Stored items
--------------------------------
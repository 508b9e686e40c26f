use anyhow::Result;
use serde::Serialize;
use std::process;

use pantry_core::models::Recipe;
use pantry_core::service::PantryService;
use pantry_core::store::SettingsStore;

use super::helpers::favorites_table;

#[derive(Serialize)]
struct FavoriteChange {
    id: i64,
    favorite: bool,
    #[serde(skip_serializing_if = "Option::is_none")]
    warning: Option<String>,
}

pub(crate) fn cmd_favorites_list<S: SettingsStore>(
    svc: &PantryService<S>,
    json: bool,
) -> Result<()> {
    let recipes = svc.favorite_recipes();

    let Some(output) = favorites_output(&recipes, json)? else {
        if json {
            println!("[]");
        } else {
            eprintln!("No favorite recipes yet.");
        }
        process::exit(2);
    };

    println!("{output}");
    Ok(())
}

/// Rendered `favorites list` output, or `None` when there is nothing to show
/// in either format.
fn favorites_output(recipes: &[&Recipe], json: bool) -> Result<Option<String>> {
    if recipes.is_empty() {
        return Ok(None);
    }
    let output = if json {
        serde_json::to_string_pretty(recipes)?
    } else {
        favorites_table(recipes)
    };
    Ok(Some(output))
}

pub(crate) fn cmd_favorite_toggle<S: SettingsStore>(
    svc: &mut PantryService<S>,
    id: i64,
    json: bool,
) -> Result<()> {
    warn_if_unknown(svc, id, json);
    let favorite = svc.toggle_favorite(id);
    report(svc, id, favorite, json)
}

pub(crate) fn cmd_favorite_add<S: SettingsStore>(
    svc: &mut PantryService<S>,
    id: i64,
    json: bool,
) -> Result<()> {
    warn_if_unknown(svc, id, json);
    svc.add_favorite(id);
    report(svc, id, true, json)
}

pub(crate) fn cmd_favorite_remove<S: SettingsStore>(
    svc: &mut PantryService<S>,
    id: i64,
    json: bool,
) -> Result<()> {
    svc.remove_favorite(id);
    report(svc, id, false, json)
}

fn warn_if_unknown<S: SettingsStore>(svc: &PantryService<S>, id: i64, json: bool) {
    if !json && !svc.catalog().contains(id) {
        eprintln!("Warning: no recipe with id {id} in the catalog");
    }
}

fn report<S: SettingsStore>(
    svc: &mut PantryService<S>,
    id: i64,
    favorite: bool,
    json: bool,
) -> Result<()> {
    let warning = svc.take_write_error().map(|e| e.to_string());

    if json {
        let change = FavoriteChange {
            id,
            favorite,
            warning,
        };
        println!("{}", serde_json::to_string_pretty(&change)?);
        return Ok(());
    }

    if let Some(warning) = warning {
        eprintln!("Warning: {warning} (change kept for this run only)");
    }
    let name = svc
        .catalog()
        .get(id)
        .map_or_else(|| format!("Recipe {id}"), |r| r.name.clone());
    if favorite {
        println!("Added {name} to favorites");
    } else {
        println!("Removed {name} from favorites");
    }
    Ok(())
}
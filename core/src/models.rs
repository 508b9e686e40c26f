use anyhow::{Result, bail};
use serde::{Deserialize, Serialize};

#[derive(Debug, Clone, PartialEq, Eq, Serialize, Deserialize)]
pub struct Recipe {
    pub id: i64,
    pub name: String,
    pub ingredients: Vec<String>,
    #[serde(default)]
    pub description: String,
    #[serde(default)]
    pub image: String,
}

impl Recipe {
    /// Exact membership test against the (already lower-cased) ingredient list.
    #[must_use]
    pub fn has_ingredient(&self, ingredient: &str) -> bool {
        self.ingredients.iter().any(|i| i == ingredient)
    }
}

/// A recipe annotated with the caller's favorite state, as shown in result views.
#[derive(Debug, Clone, PartialEq, Eq, Serialize)]
pub struct RecipeCard<'a> {
    #[serde(flatten)]
    pub recipe: &'a Recipe,
    pub favorite: bool,
}

/// Lower-case and trim a single ingredient name.
#[must_use]
pub fn normalize_ingredient(ingredient: &str) -> String {
    ingredient.trim().to_lowercase()
}

pub fn validate_recipe(recipe: &Recipe) -> Result<()> {
    if recipe.id <= 0 {
        bail!(
            "Recipe '{}' has invalid id {}: ids must be positive",
            recipe.name,
            recipe.id
        );
    }
    if recipe.name.trim().is_empty() {
        bail!("Recipe {} has an empty name", recipe.id);
    }
    if recipe.ingredients.iter().any(|i| i.trim().is_empty()) {
        bail!("Recipe {} has a blank ingredient", recipe.id);
    }
    Ok(())
}
use std::path::Path;

use anyhow::{Context, Result};
use chrono::Local;
use rusqlite::{Connection, params};

use crate::store::SettingsStore;

pub struct Database {
    conn: Connection,
}

impl Database {
    pub fn open(path: &Path) -> Result<Self> {
        let conn = Connection::open(path)
            .with_context(|| format!("Failed to open database: {}", path.display()))?;
        let db = Database { conn };
        db.migrate()?;
        Ok(db)
    }

    pub fn open_in_memory() -> Result<Self> {
        let conn = Connection::open_in_memory()?;
        let db = Database { conn };
        db.migrate()?;
        Ok(db)
    }

    fn migrate(&self) -> Result<()> {
        let version: i64 = self
            .conn
            .pragma_query_value(None, "user_version", |row| row.get(0))?;

        if version < 1 {
            self.conn.execute_batch(
                "CREATE TABLE IF NOT EXISTS user_settings (
                    key TEXT PRIMARY KEY NOT NULL,
                    value TEXT NOT NULL,
                    updated_at TEXT NOT NULL DEFAULT (strftime('%Y-%m-%dT%H:%M:%SZ', 'now'))
                );

                PRAGMA user_version = 1;",
            )?;
        }

        Ok(())
    }

    pub fn set_setting(&self, key: &str, value: &str) -> Result<()> {
        let now = Local::now().to_rfc3339();
        self.conn.execute(
            "INSERT INTO user_settings (key, value, updated_at)
             VALUES (?1, ?2, ?3)
             ON CONFLICT(key) DO UPDATE SET value = excluded.value, updated_at = excluded.updated_at",
            params![key, value, now],
        )?;
        Ok(())
    }

    pub fn get_setting(&self, key: &str) -> Result<Option<String>> {
        let mut stmt = self
            .conn
            .prepare("SELECT value FROM user_settings WHERE key = ?1")?;
        let mut rows = stmt.query(params![key])?;
        if let Some(row) = rows.next()? {
            Ok(Some(row.get(0)?))
        } else {
            Ok(None)
        }
    }
}

impl SettingsStore for Database {
    fn get(&self, key: &str) -> Result<Option<String>> {
        self.get_setting(key)
    }

    fn set(&self, key: &str, value: &str) -> Result<()> {
        self.set_setting(key, value)
    }
}

#[cfg(test)]
mod tests {
    use super::*;

    #[test]
    fn test_user_settings_set_get() {
        let db = Database::open_in_memory().unwrap();
        db.set_setting("test_key", "test_value").unwrap();
        let val = db.get_setting("test_key").unwrap();
        assert_eq!(val.as_deref(), Some("test_value"));
    }

    #[test]
    fn test_user_settings_get_nonexistent() {
        let db = Database::open_in_memory().unwrap();
        let val = db.get_setting("nonexistent").unwrap();
        assert!(val.is_none());
    }

    #[test]
    fn test_user_settings_upsert() {
        let db = Database::open_in_memory().unwrap();
        db.set_setting("key", "value1").unwrap();
        db.set_setting("key", "value2").unwrap();
        let val = db.get_setting("key").unwrap();
        assert_eq!(val.as_deref(), Some("value2"));

        let (rows, updated_at): (i64, String) = db
            .conn
            .query_row(
                "SELECT COUNT(*), MAX(updated_at) FROM user_settings WHERE key = 'key'",
                [],
                |row| Ok((row.get(0)?, row.get(1)?)),
            )
            .unwrap();
        assert_eq!(rows, 1);
        assert!(!updated_at.is_empty());
    }

    #[test]
    fn test_settings_survive_reopen() {
        let dir = tempfile::tempdir().unwrap();
        let path = dir.path().join("pantry.db");
        {
            let db = Database::open(&path).unwrap();
            db.set_setting("favorites", "[2,5]").unwrap();
        }
        let db = Database::open(&path).unwrap();
        assert_eq!(db.get_setting("favorites").unwrap().as_deref(), Some("[2,5]"));
    }

    #[test]
    fn test_migrate_is_idempotent() {
        let db = Database::open_in_memory().unwrap();
        db.set_setting("key", "value").unwrap();
        db.migrate().unwrap();
        assert_eq!(db.get_setting("key").unwrap().as_deref(), Some("value"));
    }

    #[test]
    fn test_settings_store_impl() {
        let db = Database::open_in_memory().unwrap();
        let store: &dyn SettingsStore = &db;
        store.set("favorites", "[1]").unwrap();
        assert_eq!(store.get("favorites").unwrap().as_deref(), Some("[1]"));
    }
}
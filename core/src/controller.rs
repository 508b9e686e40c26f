use crate::favorites::PersistError;
use crate::models::{Recipe, RecipeCard};
use crate::service::PantryService;
use crate::store::SettingsStore;

/// User interactions reported by a front end.
#[derive(Debug, Clone, PartialEq, Eq)]
pub enum Event {
    /// Raw text from the ingredients field.
    Search(String),
    Toggle(i64),
    Remove(i64),
}

/// Out-of-band messages for the user. None of them stop the session.
#[derive(Debug, Clone, PartialEq, Eq)]
pub enum Notice {
    FavoriteChanged { id: i64, favorite: bool },
    /// The id is not in the catalog; the favorites set was still updated.
    UnknownRecipe(i64),
    PersistFailed(PersistError),
}

/// Output side of a front end. An empty `show_results` slice is the
/// "no recipes found" state; an empty `show_favorites` slice means none yet.
pub trait Renderer {
    fn show_results(&mut self, cards: &[RecipeCard<'_>]);
    fn show_favorites(&mut self, favorites: &[&Recipe]);
    fn notify(&mut self, notice: &Notice);
}

/// Turns [`Event`]s into service calls and renderer commands.
///
/// Each event is handled to completion, persistence included, before
/// `handle` returns.
pub struct Controller<S> {
    service: PantryService<S>,
    query: String,
}

impl<S: SettingsStore> Controller<S> {
    pub fn new(service: PantryService<S>) -> Self {
        Self {
            service,
            query: String::new(),
        }
    }

    #[must_use]
    pub fn service(&self) -> &PantryService<S> {
        &self.service
    }

    /// The query the result view currently reflects.
    #[must_use]
    pub fn query(&self) -> &str {
        &self.query
    }

    /// Initial screen: the whole catalog and the saved favorites.
    pub fn start<R: Renderer>(&mut self, renderer: &mut R) {
        self.query.clear();
        self.render_results(renderer);
        self.render_favorites(renderer);
    }

    pub fn handle<R: Renderer>(&mut self, event: Event, renderer: &mut R) {
        match event {
            Event::Search(query) => {
                self.query = query;
                self.render_results(renderer);
            }
            Event::Toggle(id) => {
                let favorite = self.service.toggle_favorite(id);
                self.report_mutation(id, favorite, renderer);
                self.render_results(renderer);
                self.render_favorites(renderer);
            }
            Event::Remove(id) => {
                if self.service.remove_favorite(id) {
                    self.report_mutation(id, false, renderer);
                } else {
                    self.report_write_error(renderer);
                }
                self.render_results(renderer);
                self.render_favorites(renderer);
            }
        }
    }

    fn report_mutation<R: Renderer>(&mut self, id: i64, favorite: bool, renderer: &mut R) {
        if !self.service.catalog().contains(id) {
            renderer.notify(&Notice::UnknownRecipe(id));
        }
        renderer.notify(&Notice::FavoriteChanged { id, favorite });
        self.report_write_error(renderer);
    }

    fn report_write_error<R: Renderer>(&mut self, renderer: &mut R) {
        if let Some(err) = self.service.take_write_error() {
            renderer.notify(&Notice::PersistFailed(err));
        }
    }

    fn render_results<R: Renderer>(&self, renderer: &mut R) {
        let cards = self.service.search(&self.query);
        renderer.show_results(&cards);
    }

    fn render_favorites<R: Renderer>(&self, renderer: &mut R) {
        let favorites = self.service.favorite_recipes();
        renderer.show_favorites(&favorites);
    }
}
use anyhow::Result;
use std::process;

use pantry_core::matcher::MatchOptions;
use pantry_core::service::PantryService;
use pantry_core::store::SettingsStore;

use super::helpers::{json_error, print_recipe_detail, recipe_table};

pub(crate) fn cmd_search<S: SettingsStore>(
    svc: &PantryService<S>,
    query: &str,
    lenient: bool,
    json: bool,
) -> Result<()> {
    let options = if lenient {
        MatchOptions::lenient()
    } else {
        svc.match_options()
    };
    let cards = svc.search_with(query, options);

    if cards.is_empty() {
        if json {
            println!("[]");
        } else {
            eprintln!("No recipes found for '{query}'. Try different ingredients!");
        }
        process::exit(2);
    }

    if json {
        println!("{}", serde_json::to_string_pretty(&cards)?);
    } else {
        println!("{}", recipe_table(&cards));
    }

    Ok(())
}

pub(crate) fn cmd_list<S: SettingsStore>(svc: &PantryService<S>, json: bool) -> Result<()> {
    let cards = svc.search("");

    if cards.is_empty() {
        if json {
            println!("[]");
        } else {
            eprintln!("The catalog is empty");
        }
        process::exit(2);
    }

    if json {
        println!("{}", serde_json::to_string_pretty(&cards)?);
    } else {
        println!("{}", recipe_table(&cards));
    }

    Ok(())
}

pub(crate) fn cmd_show<S: SettingsStore>(
    svc: &PantryService<S>,
    id: i64,
    json: bool,
) -> Result<()> {
    let Some(card) = svc.recipe(id) else {
        if json {
            println!("{}", json_error(&format!("Recipe {id} not found")));
        } else {
            eprintln!("Recipe {id} not found");
        }
        process::exit(2);
    };

    if json {
        println!("{}", serde_json::to_string_pretty(&card)?);
    } else {
        print_recipe_detail(&card);
    }

    Ok(())
}
//! Recipe catalog, ingredient matching and persisted favorites for pantry.

pub mod catalog;
pub mod controller;
pub mod db;
pub mod favorites;
pub mod matcher;
pub mod models;
pub mod service;
pub mod store;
--------------------------------
Please report all lines in the entries where "crate" appears.

Answer area:
pub(crate) fn cmd_favorites_list<S: SettingsStore>(
pub(crate) fn cmd_favorite_toggle<S: SettingsStore>(
pub(crate) fn cmd_favorite_add<S: SettingsStore>(
pub(crate) fn cmd_favorite_remove<S: SettingsStore>(
use crate::store::SettingsStore;
use crate::favorites::PersistError;
use crate::models::{Recipe, RecipeCard};
use crate::service::PantryService;
use crate::store::SettingsStore;
pub(crate) fn cmd_search<S: SettingsStore>(
pub(crate) fn cmd_list<S: SettingsStore>(svc: &PantryService<S>, json: bool) -> Result<()> {
pub(crate) fn cmd_show<S: SettingsStore>(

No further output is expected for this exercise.